La synergie syndicale alerte sur une crise imminente dans le secteur éducatif
La synergie des syndicats des enseignants en République Démocratique du Congo (RDC) dénonce la violation des engagements pris par le gouvernement concernant la rémunération des professionnels de la craie au cours de l’année scolaire 2025-2026.
Selon cette plateforme syndicale, les enseignants et infirmiers de plusieurs provinces, notamment le Nord-Kivu, le Sud-Kivu, l’Ituri, le Kwilu, le Kasaï Central et le Maniema, n’ont toujours pas perçu leurs salaires du mois de février.
Les syndicalistes redoutent une réaction d’indignation rigoureuse de la part des enseignants, une situation qui pourrait compromettre l’autorité de l’État. L’un d’eux s’est exprimé en ces termes : « Nous ne pouvons pas continuer à travailler dans le silence alors que nos droits les plus élémentaires sont bafoués. »

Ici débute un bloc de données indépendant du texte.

//! Scratch directory management for capture artifacts.
//!
//! Screenshots are written to a fixed scratch location with names derived
//! deterministically from the capture's reference label, so repeated runs
//! are reproducible and overwrite prior artifacts.

use std::fs;
use std::io;
use std::path::PathBuf;

use crate::config;
use crate::runner::RunResult;

/// Scratch directory holding the screenshot artifacts of one or more runs
#[derive(Debug, Clone)]
pub struct ShotDir {
    /// Directory screenshots are written to
    pub dir: PathBuf,
}

impl ShotDir {
    /// Create a shot directory at the configured scratch location
    pub fn new() -> Self {
        Self {
            dir: PathBuf::from(config::shot_base_dir()),
        }
    }

    /// Create a shot directory at a specific location
    pub fn in_dir(dir: impl Into<PathBuf>) -> Self {
        Self { dir: dir.into() }
    }

    /// Ensure the directory exists
    pub fn init(&self) -> io::Result<()> {
        fs::create_dir_all(&self.dir)
    }

    /// Path for a capture artifact, derived from its reference label.
    ///
    /// The empty label (reference-less single-shot mode) maps to the bare
    /// `screenshot.png`; everything else to `screenshot.<label>.png`.
    pub fn shot_path(&self, label: &str) -> PathBuf {
        if label.is_empty() {
            self.dir.join("screenshot.png")
        } else {
            self.dir.join(format!("screenshot.{}.png", sanitize_label(label)))
        }
    }

    /// List all PNG artifacts currently in the directory
    pub fn list_shots(&self) -> io::Result<Vec<PathBuf>> {
        let mut shots = Vec::new();
        if self.dir.exists() {
            for entry in fs::read_dir(&self.dir)? {
                let entry = entry?;
                let path = entry.path();
                if path.extension().map(|e| e == "png").unwrap_or(false) {
                    shots.push(path);
                }
            }
        }
        shots.sort();
        Ok(shots)
    }

    /// Write the run manifest (`run.json`) next to the artifacts
    pub fn write_manifest(&self, result: &RunResult) -> io::Result<PathBuf> {
        let manifest = serde_json::json!({
            "created": chrono::Utc::now().to_rfc3339(),
            "passed": result.passed,
            "error": result.error,
            "captures": result.captures,
        });

        let manifest_path = self.dir.join("run.json");
        fs::write(&manifest_path, serde_json::to_string_pretty(&manifest)?)?;
        Ok(manifest_path)
    }
}

impl Default for ShotDir {
    fn default() -> Self {
        Self::new()
    }
}

/// Sanitize a reference label for use in a filename.
///
/// Labels are often relative paths ("refs/home.png"); path separators and
/// anything else unexpected collapse to underscores so that every artifact
/// lands directly in the scratch directory.
fn sanitize_label(label: &str) -> String {
    label
        .chars()
        .map(|c| match c {
            'a'..='z' | 'A'..='Z' | '0'..='9' | '-' | '_' | '.' => c,
            _ => '_',
        })
        .collect()
}
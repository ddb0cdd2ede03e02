//! PSNR image similarity metric.
//!
//! Peak signal-to-noise ratio between a captured frame and a reference
//! image; higher values indicate closer similarity. Identical images yield
//! positive infinity.

use std::path::Path;

/// Result type for metric operations
pub type MetricResult<T> = Result<T, MetricError>;

/// Error types for metric evaluation
#[derive(Debug)]
pub enum MetricError {
    /// Image could not be read or decoded
    Image(image::ImageError),

    /// Candidate and reference have different dimensions
    DimensionMismatch {
        candidate: (u32, u32),
        reference: (u32, u32),
    },
}

impl std::fmt::Display for MetricError {
    fn fmt(&self, f: &mut std::fmt::Formatter<'_>) -> std::fmt::Result {
        match self {
            MetricError::Image(err) => write!(f, "image error: {}", err),
            MetricError::DimensionMismatch {
                candidate,
                reference,
            } => write!(
                f,
                "dimension mismatch: candidate {}x{}, reference {}x{}",
                candidate.0, candidate.1, reference.0, reference.1
            ),
        }
    }
}

impl std::error::Error for MetricError {
    fn source(&self) -> Option<&(dyn std::error::Error + 'static)> {
        match self {
            MetricError::Image(err) => Some(err),
            MetricError::DimensionMismatch { .. } => None,
        }
    }
}

impl From<image::ImageError> for MetricError {
    fn from(err: image::ImageError) -> Self {
        MetricError::Image(err)
    }
}

/// Compute the PSNR between a candidate frame and a reference image.
///
/// Both images are decoded to 8-bit RGB; the mean squared error runs over
/// all channels. MSE of zero (identical images) maps to `f64::INFINITY`.
pub fn psnr(candidate: &Path, reference: &Path) -> MetricResult<f64> {
    let cand = image::open(candidate)?.to_rgb8();
    let refi = image::open(reference)?.to_rgb8();

    if cand.dimensions() != refi.dimensions() {
        return Err(MetricError::DimensionMismatch {
            candidate: cand.dimensions(),
            reference: refi.dimensions(),
        });
    }

    let sum: f64 = cand
        .as_raw()
        .iter()
        .zip(refi.as_raw().iter())
        .map(|(a, b)| {
            let d = f64::from(*a) - f64::from(*b);
            d * d
        })
        .sum();
    let mse = sum / cand.as_raw().len() as f64;

    if mse == 0.0 {
        return Ok(f64::INFINITY);
    }

    Ok(10.0 * ((255.0 * 255.0) / mse).log10())
}

#[cfg(test)]
mod tests {
    use super::*;
    use image::{Rgb, RgbImage};
    use std::path::PathBuf;

    fn write_solid(dir: &Path, name: &str, w: u32, h: u32, color: [u8; 3]) -> PathBuf {
        let img = RgbImage::from_pixel(w, h, Rgb(color));
        let path = dir.join(name);
        img.save(&path).unwrap();
        path
    }

    #[test]
    fn test_identical_images_are_infinite() {
        let tmp = tempfile::tempdir().unwrap();
        let a = write_solid(tmp.path(), "a.png", 32, 32, [10, 20, 30]);
        let b = write_solid(tmp.path(), "b.png", 32, 32, [10, 20, 30]);

        assert_eq!(psnr(&a, &b).unwrap(), f64::INFINITY);
    }

    #[test]
    fn test_known_difference() {
        let tmp = tempfile::tempdir().unwrap();
        let a = write_solid(tmp.path(), "a.png", 16, 16, [100, 100, 100]);
        let b = write_solid(tmp.path(), "b.png", 16, 16, [101, 101, 101]);

        // MSE = 1 per channel, PSNR = 10 * log10(255^2) ~= 48.13 dB
        let score = psnr(&a, &b).unwrap();
        assert!((score - 48.13).abs() < 0.01, "got {}", score);
    }

    #[test]
    fn test_opposite_images_are_zero() {
        let tmp = tempfile::tempdir().unwrap();
        let a = write_solid(tmp.path(), "a.png", 8, 8, [0, 0, 0]);
        let b = write_solid(tmp.path(), "b.png", 8, 8, [255, 255, 255]);

        let score = psnr(&a, &b).unwrap();
        assert!(score.abs() < 1e-9, "got {}", score);
    }

    #[test]
    fn test_dimension_mismatch() {
        let tmp = tempfile::tempdir().unwrap();
        let a = write_solid(tmp.path(), "a.png", 8, 8, [0, 0, 0]);
        let b = write_solid(tmp.path(), "b.png", 16, 8, [0, 0, 0]);

        let err = psnr(&a, &b).unwrap_err();
        assert!(matches!(err, MetricError::DimensionMismatch { .. }));
    }

    #[test]
    fn test_missing_file() {
        let tmp = tempfile::tempdir().unwrap();
        let a = write_solid(tmp.path(), "a.png", 8, 8, [0, 0, 0]);
        let missing = tmp.path().join("missing.png");

        let err = psnr(&a, &missing).unwrap_err();
        assert!(matches!(err, MetricError::Image(_)));
    }
}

Dans le centre scolaire de Kasindi Lubiriha, les facilitateurs commencent à jeter l’opprobre sur la banque payeuse Trust Investment Development (TID). Cette institution avait pourtant gagné la confiance du gouvernement congolais l’année dernière, après le rejet de la banque TMB par les fonctionnaires concernés.
Aujourd’hui, la lenteur et les irrégularités constatées dans la paie des enseignants et infirmiers risquent de ternir cette confiance. Les critiques s’intensifient contre TID, accusée de ne pas assurer correctement sa mission de paiement.
Cette crise sociale, si elle n’est pas rapidement résolue, risque d’aggraver la fragilité du système éducatif congolais et de provoquer une paralysie des activités scolaires dans plusieurs provinces.
Les syndicats appellent le gouvernement à prendre ses responsabilités afin de restaurer la confiance et garantir le respect des droits des enseignants et infirmiers, piliers essentiels de l’éducation nationale.